Allah commands in Surah Aale Imraan: ‘O you who have attained faith, persevere in patience and constancy; vie in such perseverance; strengthen each other and be conscious of God, that you may prosper.’ (3:200)

Furthermore, Allah commands in Surah al-Anfal: ‘And prepare for them what you can of strength [of arms] and horses tethered [for battle]…’ (8:60)

The above verse exhorts believers to prepare in whichever way possible of power and strength – even military strength.

There are many ways to become an empowered and strong community. One tried and tested way is the waqf system – mobilisation, own, control and manage our collective resources.

Today, it is our collective duty – those who have the capacity and the means – that each of us should become contributors to the cause of Allah.

The waqf way is the most powerful and enduring way to mobilise our collective resources.

Let every Muslim family in every village, town and city contribute a minimum of R100 per family (or R20 per person per month).

Let’s do the sums:

100 000 families: (average five persons per family, at R20 per person per month) (R100 per family per month) 100 000 X R100 = R10 000 000 per month X 12 = R120 000 000 per annum.

In 8,3 years, the ummah would have a collective fund of R1billion.
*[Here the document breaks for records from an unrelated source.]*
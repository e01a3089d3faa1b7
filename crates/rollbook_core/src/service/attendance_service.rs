//! Attendance use-case service.
//!
//! # Responsibility
//! - Provide the per-date attendance API keyed by roll numbers, translating
//!   to presence-only rows keyed by student id.
//! - Keep "save day" a full, idempotent replacement of that (class, date).
//!
//! # Invariants
//! - Saving never writes an "absent" row: row count equals present count.
//! - Saving the same set twice yields the same stored row set; unchanged
//!   students keep their record identity across saves.
//! - Roll numbers that do not resolve to an active student are skipped,
//!   not errors; the roster is the source of truth.

use crate::model::attendance::{AttendanceRecord, AttendanceStatus, RecordId};
use crate::model::class::ClassId;
use crate::model::student::StudentId;
use crate::repo::attendance_repo::AttendanceRepository;
use crate::repo::student_repo::StudentRepository;
use crate::service::DomainResult;
use chrono::NaiveDate;
use log::{info, warn};
use std::collections::{BTreeSet, HashMap};

/// Request model for one present student in `save_attendance`.
#[derive(Debug, Clone, PartialEq, Eq)]
pub struct AttendanceEntry {
    /// Roll number within the class's active roster.
    pub roll_number: String,
    /// Presence standing for the day.
    pub status: AttendanceStatus,
    /// Optional free-form note.
    pub notes: Option<String>,
}

impl AttendanceEntry {
    /// An on-time presence mark.
    pub fn present(roll_number: impl Into<String>) -> Self {
        Self {
            roll_number: roll_number.into(),
            status: AttendanceStatus::Present,
            notes: None,
        }
    }

    /// A late presence mark.
    pub fn late(roll_number: impl Into<String>) -> Self {
        Self {
            roll_number: roll_number.into(),
            status: AttendanceStatus::Late,
            notes: None,
        }
    }
}

/// Use-case service for per-date attendance.
pub struct AttendanceService<S: StudentRepository, A: AttendanceRepository> {
    students: S,
    attendance: A,
}

impl<S: StudentRepository, A: AttendanceRepository> AttendanceService<S, A> {
    /// Creates a service over the provided repositories.
    pub fn new(students: S, attendance: A) -> Self {
        Self {
            students,
            attendance,
        }
    }

    /// Replaces the attendance of one (class, date) with the provided
    /// present set, as a single atomic batch. Absent students get no row.
    ///
    /// Returns the number of rows stored. Entries whose roll number does
    /// not resolve to an active student are skipped with a warning; saving
    /// for an unknown class stores nothing.
    pub fn save_attendance(
        &self,
        class_id: ClassId,
        date: NaiveDate,
        entries: &[AttendanceEntry],
    ) -> DomainResult<usize> {
        let roster = self.students.list_for_class(class_id, false)?;
        let by_roll: HashMap<&str, StudentId> = roster
            .iter()
            .map(|student| (student.roll_number.as_str(), student.id))
            .collect();

        // Unchanged students keep their record id across saves, so a re-push
        // after editing a day upserts instead of accumulating remote rows.
        let existing: HashMap<StudentId, (RecordId, i64)> = self
            .attendance
            .list_for_day(class_id, date)?
            .into_iter()
            .map(|record| (record.student_id, (record.id, record.created_at)))
            .collect();

        let mut by_student: HashMap<StudentId, AttendanceRecord> = HashMap::new();
        for entry in entries {
            let Some(&student_id) = by_roll.get(entry.roll_number.as_str()) else {
                warn!(
                    "event=attendance_save module=service status=skip class_id={class_id} date={date} reason=unknown_roll roll={}",
                    entry.roll_number
                );
                continue;
            };

            let mut record = match existing.get(&student_id) {
                Some(&(id, created_at)) => {
                    let mut record =
                        AttendanceRecord::with_id(id, student_id, class_id, date, entry.status);
                    record.created_at = created_at;
                    record
                }
                None => AttendanceRecord::new(student_id, class_id, date, entry.status),
            };
            record.notes = entry.notes.clone();
            by_student.insert(student_id, record);
        }

        let records: Vec<AttendanceRecord> = by_student.into_values().collect();
        self.attendance.replace_day(class_id, date, &records)?;

        info!(
            "event=attendance_save module=service status=ok class_id={class_id} date={date} rows={}",
            records.len()
        );
        Ok(records.len())
    }

    /// Returns the roll numbers present on one (class, date). Absence is the
    /// default for any roll number not in the returned set.
    pub fn get_attendance(
        &self,
        class_id: ClassId,
        date: NaiveDate,
    ) -> DomainResult<BTreeSet<String>> {
        // Tombstoned students stay resolvable: their history outlives them.
        let by_id: HashMap<StudentId, String> = self
            .students
            .list_for_class(class_id, true)?
            .into_iter()
            .map(|student| (student.id, student.roll_number))
            .collect();

        let mut present = BTreeSet::new();
        for record in self.attendance.list_for_day(class_id, date)? {
            match by_id.get(&record.student_id) {
                Some(roll) => {
                    present.insert(roll.clone());
                }
                None => warn!(
                    "event=attendance_read module=service status=skip class_id={class_id} date={date} reason=unknown_student student_id={}",
                    record.student_id
                ),
            }
        }

        Ok(present)
    }

    /// Returns the full rows of one (class, date) for callers that need
    /// status and notes, not just presence.
    pub fn get_day_records(
        &self,
        class_id: ClassId,
        date: NaiveDate,
    ) -> DomainResult<Vec<AttendanceRecord>> {
        Ok(self.attendance.list_for_day(class_id, date)?)
    }

    /// Returns the distinct dates with at least one record, newest first.
    pub fn get_attendance_dates(&self, class_id: ClassId) -> DomainResult<Vec<NaiveDate>> {
        Ok(self.attendance.list_dates(class_id)?)
    }

    /// Hard-deletes every record of one (class, date). Unlike class/student
    /// deletion this is not a soft delete. Returns rows removed; deleting a
    /// day with no rows is a no-op.
    pub fn delete_attendance(&self, class_id: ClassId, date: NaiveDate) -> DomainResult<u64> {
        let removed = self.attendance.delete_day(class_id, date)?;
        info!(
            "event=attendance_delete module=service status=ok class_id={class_id} date={date} rows={removed}"
        );
        Ok(removed)
    }
}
Can you imagine in 20 – 50 years? Can you imagine if all Muslim families in South Africa become contributors to our central waqf fund?

Is this achievable? A resounding ‘yes’ from many that we have spoken to. Would this not make the Muslim ummah in South Africa a formidable force?

As a result of this capital mobilisation, we would, as a community, wipe out poverty within the ummah. We would ensure that every Muslim child has the best tarbiyyah and education.

We would strive to have adequate housing, healthcare and security, and we would be able to make great contributions in all spheres of South African life: poverty elimination, addressing inequalities, food and water security projects and dawah centres.

We could have a strong media presence, building schools and clinics, develop future youth leaders, fostering social cohesion and promoting positive ideals … and any imaginable contribution to developing and empowering communities.

If each one of us joins hands to strengthen our collective resources, indeed we will be able to achieve unimaginable feats and restore the greatness of the ummah of Rasoolullah (SAW) – all for the pleasure of Allah.

But we need to shift focus and shift gear to the most sacred, powerful, sustainable voluntary Islamic charity. Awqaf SA is leading and showing the way – the waqf way, the empowerment way towards community solidarity and community sovereign funds.

Zeinoul Abedien Cajee is the CEO of Awqaf SA.